● Problem: Extract every line below that contains the word "detach".

#####

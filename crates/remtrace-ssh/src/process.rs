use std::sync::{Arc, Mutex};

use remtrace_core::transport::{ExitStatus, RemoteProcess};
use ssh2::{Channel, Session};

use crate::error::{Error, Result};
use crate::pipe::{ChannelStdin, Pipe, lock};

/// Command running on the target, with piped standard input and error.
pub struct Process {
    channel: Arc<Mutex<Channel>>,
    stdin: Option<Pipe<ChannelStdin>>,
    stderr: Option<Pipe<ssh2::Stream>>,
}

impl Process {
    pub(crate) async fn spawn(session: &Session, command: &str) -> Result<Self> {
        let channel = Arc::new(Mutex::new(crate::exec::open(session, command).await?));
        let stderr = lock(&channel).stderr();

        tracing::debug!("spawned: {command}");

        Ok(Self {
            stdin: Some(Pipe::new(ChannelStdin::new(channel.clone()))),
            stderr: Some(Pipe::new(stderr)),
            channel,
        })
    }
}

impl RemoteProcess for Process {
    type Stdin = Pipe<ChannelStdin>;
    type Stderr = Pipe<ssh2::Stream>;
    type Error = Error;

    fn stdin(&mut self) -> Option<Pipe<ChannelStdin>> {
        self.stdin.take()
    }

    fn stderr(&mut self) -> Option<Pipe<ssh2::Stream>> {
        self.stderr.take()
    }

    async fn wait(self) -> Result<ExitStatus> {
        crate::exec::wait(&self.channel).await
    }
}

#####

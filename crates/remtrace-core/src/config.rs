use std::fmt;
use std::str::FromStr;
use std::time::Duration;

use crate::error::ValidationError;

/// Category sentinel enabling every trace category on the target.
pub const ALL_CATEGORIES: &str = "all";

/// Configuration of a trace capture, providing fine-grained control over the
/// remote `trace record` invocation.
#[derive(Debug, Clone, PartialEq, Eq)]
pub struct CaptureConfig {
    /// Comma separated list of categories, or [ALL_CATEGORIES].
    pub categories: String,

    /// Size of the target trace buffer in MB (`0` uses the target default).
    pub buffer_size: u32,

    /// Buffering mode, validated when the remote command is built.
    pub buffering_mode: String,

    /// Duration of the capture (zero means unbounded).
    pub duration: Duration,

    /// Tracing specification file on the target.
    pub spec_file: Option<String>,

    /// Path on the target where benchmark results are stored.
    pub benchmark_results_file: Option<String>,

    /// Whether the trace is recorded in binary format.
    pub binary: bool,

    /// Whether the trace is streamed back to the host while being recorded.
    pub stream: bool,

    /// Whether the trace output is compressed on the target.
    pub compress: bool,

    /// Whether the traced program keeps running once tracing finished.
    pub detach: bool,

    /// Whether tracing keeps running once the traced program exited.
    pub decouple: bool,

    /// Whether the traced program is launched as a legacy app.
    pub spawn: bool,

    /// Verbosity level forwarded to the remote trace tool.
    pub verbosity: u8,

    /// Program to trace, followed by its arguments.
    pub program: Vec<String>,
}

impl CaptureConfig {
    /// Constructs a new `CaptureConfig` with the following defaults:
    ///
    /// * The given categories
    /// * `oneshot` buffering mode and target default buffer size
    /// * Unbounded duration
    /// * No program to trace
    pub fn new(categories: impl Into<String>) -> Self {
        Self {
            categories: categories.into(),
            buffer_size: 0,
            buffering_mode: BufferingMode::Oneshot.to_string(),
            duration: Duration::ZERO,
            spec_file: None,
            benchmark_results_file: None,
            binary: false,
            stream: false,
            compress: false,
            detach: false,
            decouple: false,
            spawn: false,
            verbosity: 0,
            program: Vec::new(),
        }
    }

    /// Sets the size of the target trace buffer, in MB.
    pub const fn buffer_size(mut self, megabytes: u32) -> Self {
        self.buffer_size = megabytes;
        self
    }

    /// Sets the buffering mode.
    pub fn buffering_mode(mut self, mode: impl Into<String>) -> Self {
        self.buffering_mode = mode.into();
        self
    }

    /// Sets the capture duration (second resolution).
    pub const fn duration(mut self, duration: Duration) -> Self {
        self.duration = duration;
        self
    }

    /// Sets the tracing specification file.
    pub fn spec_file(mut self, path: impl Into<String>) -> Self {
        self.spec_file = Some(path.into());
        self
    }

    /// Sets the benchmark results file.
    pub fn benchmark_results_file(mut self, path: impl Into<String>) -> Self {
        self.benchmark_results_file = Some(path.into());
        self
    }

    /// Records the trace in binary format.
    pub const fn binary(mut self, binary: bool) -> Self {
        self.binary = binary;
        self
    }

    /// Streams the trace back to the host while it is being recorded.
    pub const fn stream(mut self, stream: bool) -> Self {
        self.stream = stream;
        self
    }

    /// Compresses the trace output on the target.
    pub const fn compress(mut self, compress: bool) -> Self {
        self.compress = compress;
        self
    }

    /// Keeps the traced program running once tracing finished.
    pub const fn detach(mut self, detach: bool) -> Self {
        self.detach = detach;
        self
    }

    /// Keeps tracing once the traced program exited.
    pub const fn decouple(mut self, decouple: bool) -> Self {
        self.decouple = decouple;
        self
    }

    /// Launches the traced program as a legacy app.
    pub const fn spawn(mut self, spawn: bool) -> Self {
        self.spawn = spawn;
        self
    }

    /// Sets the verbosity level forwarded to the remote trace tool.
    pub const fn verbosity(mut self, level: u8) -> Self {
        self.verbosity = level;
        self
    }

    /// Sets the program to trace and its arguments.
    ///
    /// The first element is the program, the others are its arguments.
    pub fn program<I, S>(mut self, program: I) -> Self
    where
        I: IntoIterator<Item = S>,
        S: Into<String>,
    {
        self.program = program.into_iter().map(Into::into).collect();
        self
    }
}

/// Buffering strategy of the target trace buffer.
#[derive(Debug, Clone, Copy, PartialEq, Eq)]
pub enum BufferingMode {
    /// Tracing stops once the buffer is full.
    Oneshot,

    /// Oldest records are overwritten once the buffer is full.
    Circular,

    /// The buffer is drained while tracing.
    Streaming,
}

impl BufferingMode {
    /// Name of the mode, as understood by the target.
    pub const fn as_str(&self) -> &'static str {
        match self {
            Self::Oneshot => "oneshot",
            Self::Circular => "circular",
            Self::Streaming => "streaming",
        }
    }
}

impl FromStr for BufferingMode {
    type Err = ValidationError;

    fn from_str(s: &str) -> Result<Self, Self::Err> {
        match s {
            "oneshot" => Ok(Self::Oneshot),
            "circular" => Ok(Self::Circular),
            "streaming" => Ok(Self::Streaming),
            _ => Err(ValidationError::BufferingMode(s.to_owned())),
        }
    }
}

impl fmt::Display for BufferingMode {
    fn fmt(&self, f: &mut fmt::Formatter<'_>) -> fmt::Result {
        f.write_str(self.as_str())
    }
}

#####

● Response below:
    pub detach: bool,
            detach: false,
    pub const fn detach(mut self, detach: bool) -> Self {
        self.detach = detach;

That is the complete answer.